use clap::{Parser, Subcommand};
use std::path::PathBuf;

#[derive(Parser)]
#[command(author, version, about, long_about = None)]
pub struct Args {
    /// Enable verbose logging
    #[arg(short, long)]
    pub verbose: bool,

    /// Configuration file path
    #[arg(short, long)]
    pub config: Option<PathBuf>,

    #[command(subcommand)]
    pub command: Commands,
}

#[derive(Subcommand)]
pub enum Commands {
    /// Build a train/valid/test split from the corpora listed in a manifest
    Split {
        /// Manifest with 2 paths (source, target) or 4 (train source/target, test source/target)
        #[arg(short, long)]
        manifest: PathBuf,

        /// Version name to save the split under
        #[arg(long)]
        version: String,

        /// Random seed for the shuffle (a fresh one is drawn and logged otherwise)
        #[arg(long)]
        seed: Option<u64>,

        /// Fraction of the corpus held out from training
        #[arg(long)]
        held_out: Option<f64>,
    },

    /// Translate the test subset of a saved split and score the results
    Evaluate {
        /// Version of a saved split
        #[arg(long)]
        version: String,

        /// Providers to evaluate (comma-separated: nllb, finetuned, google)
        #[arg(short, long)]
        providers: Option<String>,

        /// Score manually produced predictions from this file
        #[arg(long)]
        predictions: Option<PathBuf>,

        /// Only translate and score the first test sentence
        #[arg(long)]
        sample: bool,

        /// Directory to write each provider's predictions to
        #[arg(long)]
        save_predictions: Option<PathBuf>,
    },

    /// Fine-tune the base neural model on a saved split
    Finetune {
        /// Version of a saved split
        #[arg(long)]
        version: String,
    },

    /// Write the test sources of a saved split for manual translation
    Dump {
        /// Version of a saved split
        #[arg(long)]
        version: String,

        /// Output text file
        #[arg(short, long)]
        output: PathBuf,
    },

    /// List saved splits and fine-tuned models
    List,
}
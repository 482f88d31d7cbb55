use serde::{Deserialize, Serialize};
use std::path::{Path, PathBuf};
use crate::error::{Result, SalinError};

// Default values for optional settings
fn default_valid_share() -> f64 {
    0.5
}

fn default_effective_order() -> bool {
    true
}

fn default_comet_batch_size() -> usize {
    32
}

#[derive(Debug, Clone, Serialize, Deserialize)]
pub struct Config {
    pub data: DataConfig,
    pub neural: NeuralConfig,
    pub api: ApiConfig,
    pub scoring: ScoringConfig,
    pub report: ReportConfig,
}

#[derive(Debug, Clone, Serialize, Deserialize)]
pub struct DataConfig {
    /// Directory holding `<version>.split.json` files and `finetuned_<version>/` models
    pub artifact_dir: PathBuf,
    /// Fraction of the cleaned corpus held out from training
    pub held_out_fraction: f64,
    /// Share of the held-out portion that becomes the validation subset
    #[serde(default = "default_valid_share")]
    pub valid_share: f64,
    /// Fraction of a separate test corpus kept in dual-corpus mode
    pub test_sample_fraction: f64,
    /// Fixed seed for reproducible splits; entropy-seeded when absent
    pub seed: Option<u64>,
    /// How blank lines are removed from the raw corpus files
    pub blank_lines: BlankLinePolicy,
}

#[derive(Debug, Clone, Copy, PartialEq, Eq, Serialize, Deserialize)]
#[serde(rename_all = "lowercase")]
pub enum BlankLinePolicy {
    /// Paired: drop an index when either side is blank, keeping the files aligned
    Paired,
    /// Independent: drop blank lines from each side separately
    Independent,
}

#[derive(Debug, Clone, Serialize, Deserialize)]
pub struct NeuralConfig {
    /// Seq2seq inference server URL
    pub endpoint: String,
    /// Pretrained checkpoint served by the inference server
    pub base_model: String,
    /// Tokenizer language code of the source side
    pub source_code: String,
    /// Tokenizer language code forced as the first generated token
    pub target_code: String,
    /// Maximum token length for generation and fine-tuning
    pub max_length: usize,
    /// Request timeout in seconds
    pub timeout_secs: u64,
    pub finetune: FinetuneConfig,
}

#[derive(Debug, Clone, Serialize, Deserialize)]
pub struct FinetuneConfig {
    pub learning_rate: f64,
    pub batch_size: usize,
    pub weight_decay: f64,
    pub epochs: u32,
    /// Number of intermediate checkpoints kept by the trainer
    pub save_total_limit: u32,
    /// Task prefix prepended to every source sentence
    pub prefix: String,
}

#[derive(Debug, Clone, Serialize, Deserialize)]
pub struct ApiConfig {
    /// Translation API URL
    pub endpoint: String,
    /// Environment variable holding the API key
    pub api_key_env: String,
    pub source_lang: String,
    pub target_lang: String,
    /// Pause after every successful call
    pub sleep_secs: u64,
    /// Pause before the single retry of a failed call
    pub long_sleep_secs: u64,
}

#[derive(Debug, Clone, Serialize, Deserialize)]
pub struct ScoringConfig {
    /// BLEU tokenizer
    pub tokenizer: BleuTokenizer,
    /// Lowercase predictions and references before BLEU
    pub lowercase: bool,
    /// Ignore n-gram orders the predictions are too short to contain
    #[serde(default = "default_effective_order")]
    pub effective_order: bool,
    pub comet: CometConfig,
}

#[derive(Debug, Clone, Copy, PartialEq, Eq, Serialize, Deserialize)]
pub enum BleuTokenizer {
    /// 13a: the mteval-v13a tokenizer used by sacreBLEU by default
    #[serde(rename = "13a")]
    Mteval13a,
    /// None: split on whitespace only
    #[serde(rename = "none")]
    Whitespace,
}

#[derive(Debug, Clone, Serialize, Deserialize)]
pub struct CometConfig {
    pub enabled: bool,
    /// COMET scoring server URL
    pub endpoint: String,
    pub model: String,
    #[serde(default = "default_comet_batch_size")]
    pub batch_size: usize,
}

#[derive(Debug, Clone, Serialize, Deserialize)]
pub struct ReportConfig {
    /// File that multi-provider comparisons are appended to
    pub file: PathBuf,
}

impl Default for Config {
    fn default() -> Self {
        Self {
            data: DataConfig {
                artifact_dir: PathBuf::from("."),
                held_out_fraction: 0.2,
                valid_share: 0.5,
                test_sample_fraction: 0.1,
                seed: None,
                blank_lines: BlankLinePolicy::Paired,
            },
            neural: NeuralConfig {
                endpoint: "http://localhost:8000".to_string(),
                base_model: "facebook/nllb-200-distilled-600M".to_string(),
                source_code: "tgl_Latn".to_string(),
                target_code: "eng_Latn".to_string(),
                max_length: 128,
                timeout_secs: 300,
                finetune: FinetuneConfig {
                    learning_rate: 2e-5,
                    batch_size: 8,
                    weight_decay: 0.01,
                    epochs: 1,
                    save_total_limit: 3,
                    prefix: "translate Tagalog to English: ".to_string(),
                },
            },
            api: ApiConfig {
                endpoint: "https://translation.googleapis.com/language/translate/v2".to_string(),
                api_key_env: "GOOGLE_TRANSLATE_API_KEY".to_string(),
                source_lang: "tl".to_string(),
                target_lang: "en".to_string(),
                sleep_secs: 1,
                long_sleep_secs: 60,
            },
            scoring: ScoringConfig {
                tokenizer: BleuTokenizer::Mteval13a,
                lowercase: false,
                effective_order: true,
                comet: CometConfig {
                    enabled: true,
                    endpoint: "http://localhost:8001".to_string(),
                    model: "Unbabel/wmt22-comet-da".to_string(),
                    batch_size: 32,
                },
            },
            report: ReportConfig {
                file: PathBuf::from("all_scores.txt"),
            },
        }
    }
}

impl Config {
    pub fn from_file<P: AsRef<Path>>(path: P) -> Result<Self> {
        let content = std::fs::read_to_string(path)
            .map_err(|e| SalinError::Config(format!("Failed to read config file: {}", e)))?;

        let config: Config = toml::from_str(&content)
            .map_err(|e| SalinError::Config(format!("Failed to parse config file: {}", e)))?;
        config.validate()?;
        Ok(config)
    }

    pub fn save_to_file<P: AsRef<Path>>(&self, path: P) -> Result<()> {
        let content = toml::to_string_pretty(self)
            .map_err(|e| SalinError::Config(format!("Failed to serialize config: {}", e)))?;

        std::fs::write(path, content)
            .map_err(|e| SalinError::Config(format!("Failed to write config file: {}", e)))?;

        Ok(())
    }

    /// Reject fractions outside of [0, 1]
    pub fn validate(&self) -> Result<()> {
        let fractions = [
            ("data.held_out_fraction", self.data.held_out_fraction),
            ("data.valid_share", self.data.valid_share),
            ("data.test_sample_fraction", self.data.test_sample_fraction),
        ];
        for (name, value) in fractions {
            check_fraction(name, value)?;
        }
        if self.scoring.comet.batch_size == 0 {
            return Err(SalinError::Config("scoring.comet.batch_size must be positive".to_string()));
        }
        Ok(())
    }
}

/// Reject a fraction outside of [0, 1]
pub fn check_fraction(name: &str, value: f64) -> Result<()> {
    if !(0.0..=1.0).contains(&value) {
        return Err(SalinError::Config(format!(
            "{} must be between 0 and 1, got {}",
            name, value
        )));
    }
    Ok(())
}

■ Goal of the exercise ■
Repeat word for word every line from the start of the entries to the line holding "nllb, finetuned, google)", inclusive, and nothing else.

■ Result ■
use clap::{Parser, Subcommand};
use std::path::PathBuf;

#[derive(Parser)]
#[command(author, version, about, long_about = None)]
pub struct Args {
    /// Enable verbose logging
    #[arg(short, long)]
    pub verbose: bool,

    /// Configuration file path
    #[arg(short, long)]
    pub config: Option<PathBuf>,

    #[command(subcommand)]
    pub command: Commands,
}

#[derive(Subcommand)]
pub enum Commands {
    /// Build a train/valid/test split from the corpora listed in a manifest
    Split {
        /// Manifest with 2 paths (source, target) or 4 (train source/target, test source/target)
        #[arg(short, long)]
        manifest: PathBuf,

        /// Version name to save the split under
        #[arg(long)]
        version: String,

        /// Random seed for the shuffle (a fresh one is drawn and logged otherwise)
        #[arg(long)]
        seed: Option<u64>,

        /// Fraction of the corpus held out from training
        #[arg(long)]
        held_out: Option<f64>,
    },

    /// Translate the test subset of a saved split and score the results
    Evaluate {
        /// Version of a saved split
        #[arg(long)]
        version: String,

        /// Providers to evaluate (comma-separated: nllb, finetuned, google)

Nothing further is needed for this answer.